General characteristics
- Type: Cutter
- Tons burthen: 15240⁄94 (bm)
- Length: Overall: 65 ft 7 in (19.99 m); Keel: 48 ft 9 in (14.9 m);
- Beam: 24 ft 3 in (7.39 m)
- Depth of hold: 9 ft 7 in (2.92 m)
- Complement: 60
- Armament: Initially: 12 × 4-pounder guns + 8 × ½-pounder swivel guns; Later: 10 × 12-pounder carronades + 12 × ½-pounder swivel guns;

= HMS Sultana (1780) =

Cutter of the Royal Navy

HMS Sultana was the mercantile Sprightly, which the Royal Navy purchased in June 1780. She served in the Channel and around Ireland before the Admiralty sold her in 1799.

==Career==
The Admiralty bought Sprightly in June 1780, and then spent the next three plus months having her fitted and coppered at Sheerness. In July she was commissioned for the Channel under the command of Lieutenant Lewis Fabian.

In December 1780 Sultana seized and sent into Dover the Dutch vessel Herstelder, Kemp Janssen Klein, master, as she was sailing from Amsterdam to Mogador and Sallee. The Admiralty Court ordered her restored to her owners in February 1782. In 1787 Parliament awarded them £2307 9s 4d for the detention and for cargo "belonging to the emperor."
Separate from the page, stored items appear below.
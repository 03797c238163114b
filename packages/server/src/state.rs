//! Shared application state.

use std::sync::Arc;

use gavel_shared::time::Clock;

use crate::registry::ConnectionRegistry;

/// State handed to every handler.
pub struct AppState {
    /// All live connections and auction rooms.
    pub registry: Arc<ConnectionRegistry>,
    /// Injected clock so handlers and tests share one notion of time.
    pub clock: Arc<dyn Clock>,
}

impl AppState {
    pub fn new(registry: Arc<ConnectionRegistry>, clock: Arc<dyn Clock>) -> Self {
        Self { registry, clock }
    }
}
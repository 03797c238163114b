//! Shared types for the Gavel real-time auction delivery system.
//!
//! This crate holds everything the server and client agree on: the wire
//! protocol envelopes, the heartbeat timing contract, and the clock and
//! logging utilities both binaries use.

pub mod heartbeat;
pub mod logger;
pub mod protocol;
pub mod time;
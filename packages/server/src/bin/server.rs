//! Real-time auction delivery server.
//!
//! Accepts WebSocket subscribers, fans out bid updates per auction room, and
//! unicasts personal notifications to identified users.
//!
//! Run with:
//! ```not_rust
//! cargo run --bin gavel-server
//! cargo run --bin gavel-server -- --host 0.0.0.0 --port 3000
//! ```

use std::time::Duration;

use clap::Parser;

use gavel_server::{ServerConfig, run_server};
use gavel_shared::logger::setup_logger;

#[derive(Parser, Debug)]
#[command(name = "gavel-server")]
#[command(about = "Real-time auction delivery server", long_about = None)]
struct Args {
    /// Host address to bind the server to
    #[arg(short = 'H', long, default_value = "127.0.0.1")]
    host: String,

    /// Port number to bind the server to
    #[arg(short = 'p', long, default_value = "8080")]
    port: u16,

    /// Heartbeat timeout in seconds before a silent connection is evicted
    #[arg(long, default_value = "60")]
    heartbeat_timeout_secs: u64,

    /// Period in seconds between liveness sweeps
    #[arg(long, default_value = "30")]
    sweep_period_secs: u64,
}

#[tokio::main]
async fn main() {
    setup_logger(env!("CARGO_BIN_NAME"), "info");

    let args = Args::parse();
    let config = ServerConfig {
        host: args.host,
        port: args.port,
        heartbeat_timeout: Duration::from_secs(args.heartbeat_timeout_secs),
        sweep_period: Duration::from_secs(args.sweep_period_secs),
    };

    if let Err(e) = run_server(config).await {
        tracing::error!("Server error: {}", e);
        std::process::exit(1);
    }
}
The next year Sultana was on the Downs station, and then was paid off. While she was under Fabian's command, she captured the Dutch ships Flora and Kingsburg, and the French boats Cigale, Providence, and Heureux St Pierre. The capture of the Dutch ships probably occurred around 1 January 1781.

In 1783 the Navy had Sultana refitted at Plymouth for service in the Channel. She was recommissioned in May for the Irish Sea under Lieutenant J. Pierie. She was paid off in April 1786.

She was recommissioned in June 1786 under Lieutenant Edward Roe for the Channel. In 1789 she came under the command of Lieutenant Digby Dent. He remained in command until 1792.

==Fate==
Sultana was paid off into Ordinary in April 1793. She was offered for sale on 9 April 1799, and was sold on 13 April 1799 for £296 to Mr. Richard Dunsterville.